§ **ASSIGNMENT**
Return all of the entries exactly, with nothing added or left out.

----------------------------------------

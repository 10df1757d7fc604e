//! Skirmish Sim - two-unit tabletop engagement simulator
//!
//! Parse stat blocks, report static odds, and play out seeded engagements
//! between two units.

pub mod ai;
pub mod analysis;
pub mod combat;
pub mod core;
pub mod dice;
pub mod engagement;
pub mod parser;
pub mod unit;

----------------------------------------

§ **EXERCISE RESULT**
repository 10df1757d7fc604e
//! Skirmish Sim - two-unit tabletop engagement simulator
//!
//! Parse stat blocks, report static odds, and play out seeded engagements
//! between two units.

pub mod ai;
pub mod analysis;
pub mod combat;
pub mod core;
pub mod dice;
pub mod engagement;
pub mod parser;
pub mod unit;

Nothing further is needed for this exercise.